Das sah der brandenburgische Antisemitismusbeauftragte Andreas Büttner anders, er trat aus den Linken aus: „Ich bin an einen Punkt gekommen, an dem ich feststellen muss: Ich kann nicht länger Mitglied dieser Partei bleiben, ohne meine eigenen Überzeugungen zu verraten.“ Es sei „erschütternd“, was er in seiner eigenen Partei erleben müsse. Die Beschlüsse, in denen Israel „Apartheid“ und „Genozid“ unterstellt werden, „sind für mich nicht mehr akzeptabel“.
Obwohl bereits zahlreiche Parteimitglieder der Linken mit antisemitischen Statements und maßloser Kritik am jüdischen Staat auffällig geworden sind, versucht die Partei das auf Bundesebene mit dem angeblichen Wunsch nach einer „Zweistaatenlösung“ in Nahost zu kaschieren, die ja auch das Existenzrecht Israels implizieren würde.
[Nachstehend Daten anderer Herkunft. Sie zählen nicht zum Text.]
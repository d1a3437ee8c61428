pub mod json;
pub mod text;

use serde::Serialize;

use crate::model::score::{FactorCounts, FactorScore, round2};

#[derive(Debug, Clone, Serialize)]
pub struct ToolMeta {
    pub name: String,
    pub version: String,
}

#[derive(Debug, Clone, Serialize)]
pub struct InputMeta {
    pub leads: String,
    pub branches: String,
    pub geocoder_url: String,
}

#[derive(Debug, Clone, Copy, Default, PartialEq, Eq, Serialize)]
pub struct Counts {
    pub leads: usize,
    pub branches: usize,
    pub branches_with_coordinates: usize,
    pub postcodes_looked_up: usize,
    pub geocoded: usize,
    pub nearest_branch_found: usize,
    pub scored: usize,
}

#[derive(Debug, Clone, Copy, Default, PartialEq, Serialize)]
pub struct RiskScoreStats {
    pub average: Option<f64>,
    pub min: Option<f64>,
    pub max: Option<f64>,
}

#[derive(Debug, Clone, Serialize)]
pub struct SummaryData {
    pub tool: ToolMeta,
    pub input: InputMeta,
    pub counts: Counts,
    pub not_computable: FactorCounts,
    pub risk_score: RiskScoreStats,
}

/// Mean of the computable totals, rounded to two decimals.
pub fn average_risk_score(totals: &[FactorScore]) -> Option<f64> {
    let mut sum = 0.0;
    let mut n = 0usize;
    for value in totals.iter().filter_map(|t| t.value()) {
        sum += value;
        n += 1;
    }
    if n == 0 {
        return None;
    }
    Some(round2(sum / n as f64))
}

pub fn risk_score_stats(totals: &[FactorScore]) -> RiskScoreStats {
    let values: Vec<f64> = totals.iter().filter_map(|t| t.value()).collect();
    RiskScoreStats {
        average: average_risk_score(totals),
        min: values.iter().copied().reduce(f64::min),
        max: values.iter().copied().reduce(f64::max),
    }
}

pub fn format_number(v: f64) -> String {
    if v == 0.0 {
        // avoid "-0"
        return "0".to_string();
    }
    format!("{v}")
}

/// Sub-scores are written rounded to two decimals; `NotComputable` becomes
/// the marker.
pub fn format_score(score: FactorScore, marker: &str) -> String {
    match score {
        FactorScore::Scored(v) => format_number(round2(v)),
        FactorScore::NotComputable => marker.to_string(),
    }
}

#[cfg(test)]
#[path = "../../tests/src_inline/report/mod.rs"]
mod tests;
Nur sieht die Praxis eben völlig anders aus.
Erik Uden, der in den sozialen Netzwerken gern die wahnsinnigen Statements seiner Genossin Nicole Gohlke und des Journalisten Stephan Hallmann teilt, macht sich schon mal die Mühe, nach Basel zu reisen, um an einer Demonstration gegen die Teilnahme israelischer Sänger beim Eurovision Song Contest (ESC) teilzunehmen. „Sing nicht mit Juden“ wäre da ein bezeichnendes Motto gewesen.
Zuspruch von Rechtsaußen
NIUS war das unselige Treiben Udes schon im Zusammenhang mit der Ermordung von Charlie Kirk aufgefallen, als er auf Instagram unfassbar zynisch auf die Bluttat reagierte, unter anderem in seiner Story ein Foto Kirks teilte, mit der Bildunterschrift: „CLAIMS TO BE PRO LIFE – DIES“.

Der Lebensschützer Kirk ist tot, Uden reagiert zynisch.
Ein linker Menschenfreund, wie er im Buche steht. Da er aber, jedenfalls, wenn es um Juden geht, Zustimmung nicht nur ganz links erntet, kommt er auch mal in Bredouille. So schrieb Compact-Chef Jürgen Elsässer auf der Plattform X vor wenigen Tagen, im Krieg gegen Iran werde „das Schicksal der Menschheit entschieden: Entweder das Epstein-Imperium siegt und herrscht danach über den ganzen Globus“, oder der Iran siege und öffne so den Weg zu einer multipolaren Welt.
Und eben dieser Elsässer schrieb nun bei X: „Okay, ich mag die Linkspartei nicht, aber dass sich jetzt der Landesparteitag Niedersachsen anti-zio positioniert hat, ist angesichts der Völkermordpolitik der Zionisten ein Pluspunkt.“ Peinlich für Uden, weil ein weiterer Beleg für die Hufeisentheorien und das Bindeglied Antisemitismus zwischen extrem Linken, extrem Rechten und Islamisten. Uden fiel darauf nur das hier ein: „Halt die Schnauze, Fascho!“
Als Erinnerungsarbeiter, der sich an den Massenmord an den europäischen Juden erinnern kann, die sechs Jahrzehnte vor seiner Geburt stattfanden, nicht aber an den 7. Oktober 2023, hat Uden, ebenso wenig wie Elsässer, dem das Thema Holocaust sehr unangenehm ist, kein Verständnis für einen Staat, der verfolgten Juden aus aller Welt Zuflucht und Schutz bietet. Hier sollte nicht nur einer von beiden die Schnauze halten.